O debate constante também não garante uma blindagem para manobras baixas ou demagogia. Mas pelo menos ergue uma pequena barreira de proteção contra golpes midiáticos de quinta categoria.
O cidadão que debate política no seu cotidiano acaba formando opinião sobre os grandes temas nacionais e até universais, sem fulanização. Este posicionamento é construído fora do calor das disputas eleitorais, protegido da paixão causada pela proximidade das urnas. Quem vive a política em doses homeopáticas diárias é mais consciente de seu modo de pensar a vida, daquilo que, ao fim, é chamado de ideologia: o conjunto de valores individuais, ou de um grupo, que dá curso ao seu pensar e à sua ação.
O eleitor resultante deste caldo é menos manipulável pelo efêmero, pelo pontual, pelo truque de comunicação, pela notícia plantada, pela forma, pelo novidadeiro vazio, pelo individual-voluntarioso, pelo simbólico, pelo grotesco, pelo modismo, pelo aparente, pelo melodramático, pelo escândalo de ocasião. Ele sabe o que quer, é regido por uma matriz mais ou menos flexível, analisa o momento por um prisma pessoal e intransferível. Erra e acerta, e muda, como qualquer outro, mas tem um padrão, um modelo mental a que se dispõe seguir.

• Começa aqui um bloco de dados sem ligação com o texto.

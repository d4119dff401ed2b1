//! Reservation code generation and normalization
//!
//! Codes are short, human-typeable identifiers handed to students and
//! read back aloud at staff terminals. The alphabet drops the
//! characters that are ambiguous in print or speech (`0`/`O`, `1`/`I`).
//!
//! A draw is random and carries no uniqueness guarantee on its own;
//! uniqueness is enforced where the code is registered (the store's
//! collision-checked insert), so issuing and registration stay atomic.

use rand::Rng;

/// Characters a code may contain. 32 symbols, no `0 O 1 I`.
pub const CODE_ALPHABET: &[u8] = b"ABCDEFGHJKLMNPQRSTUVWXYZ23456789";

/// Code length. 32^6 ≈ 1.07e9 combinations, collision probability over
/// a campus-sized reservation volume is negligible.
pub const CODE_LEN: usize = 6;

/// Draw a fresh candidate code
pub fn generate_code() -> String {
    let mut rng = rand::thread_rng();
    (0..CODE_LEN)
        .map(|_| CODE_ALPHABET[rng.gen_range(0..CODE_ALPHABET.len())] as char)
        .collect()
}

/// Normalize a client-supplied code for lookup
///
/// Trims surrounding whitespace and uppercases, so `abc123`, `ABC123`
/// and ` Abc123 ` all resolve to the same key. Clients normalize too;
/// doing it again here is the server-side half of that contract.
pub fn normalize_code(raw: &str) -> String {
    raw.trim().to_ascii_uppercase()
}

Pergunte-se para um argentino como ele é politicamente, ele pode responder que é justicialista ou radical da mesma forma que responderia que é Boca ou River, se a pergunta fosse sobre futebol. Um italiano pode ser socialista, democrata-cristão, comunista, social-democrata ou um zilhão de outras possibilidades no pitoresco caleidoscópio ideológico local. Isso não significa rigidez, imutabilidade, porque reflete uma tendência de cada um, não necessariamente uma certeza eterna.
A imprensa também se pauta por uma agenda mais previsível e transparente à medida que os veículos de comunicação representam também maneiras distintas de ver o mundo, e isso está claro em suas linhas editoriais, isso quando não são explicitamente filiados a partidos ou entidades de classe.
Portanto, o eleitor faz seus julgamentos a respeito dos fatos a partir de um ponto de observação predeterminado, que é seu conhecido, num processo um pouco mais refletido. Em geral, ele sabe, por observação, que o noticiário é direcionado pela tendência ideológica do veículo. Sabe que o fato não é absoluto, mas a versão que se dá a ele, a oportunidade em que ele é selecionado como pertinente ou não, a ênfase. O comentário não vem embutido na notícia, é feito à parte quando o leitor ou espectador, sabe-se, não é Hommer Simpson, senão que alguém capaz de distinguir intenções por detrás da notícia.
Nem num ambiente assim, como já foi dito, há um mundo perfeito, imune a erros, avaliações precipitadas e simulacros. Mas há uma tendência de que parte dos eleitores – pelo menos – perceba claramente a trucagem, a manipulação e o golpismo.
Voltando ao título da coluna: na definição do meu antigo professor, hidrobideísmo seria o mal que acomete o adulto que, na mais tenra infância, tenha tido o costume de beber a água residual do bidê. Hidro-bidê-ísmo, ou seja, o efeito de comer fezes na cabeça do cidadão.
Não há outra forma de explicar que um cidadão leia, a poucas semanas da eleição, a capa atual da revista Veja e tenha qualquer outra sensação que não seja de repulsa e nojo pela edição.
O fato gerador da celeuma: um ex-diretor da Petrobras, demitido e posto sob investigação por decisão da Presidenta Dilma, se vê beneficiário da delação premiada e, trocando uma pena certa de mais de 30 anos de prisão por uma condicional de um ano, denuncia um suposto grande esquema de corrupção que envolve todos os principais partidos da base aliada do governo, além do seu atual principal concorrente.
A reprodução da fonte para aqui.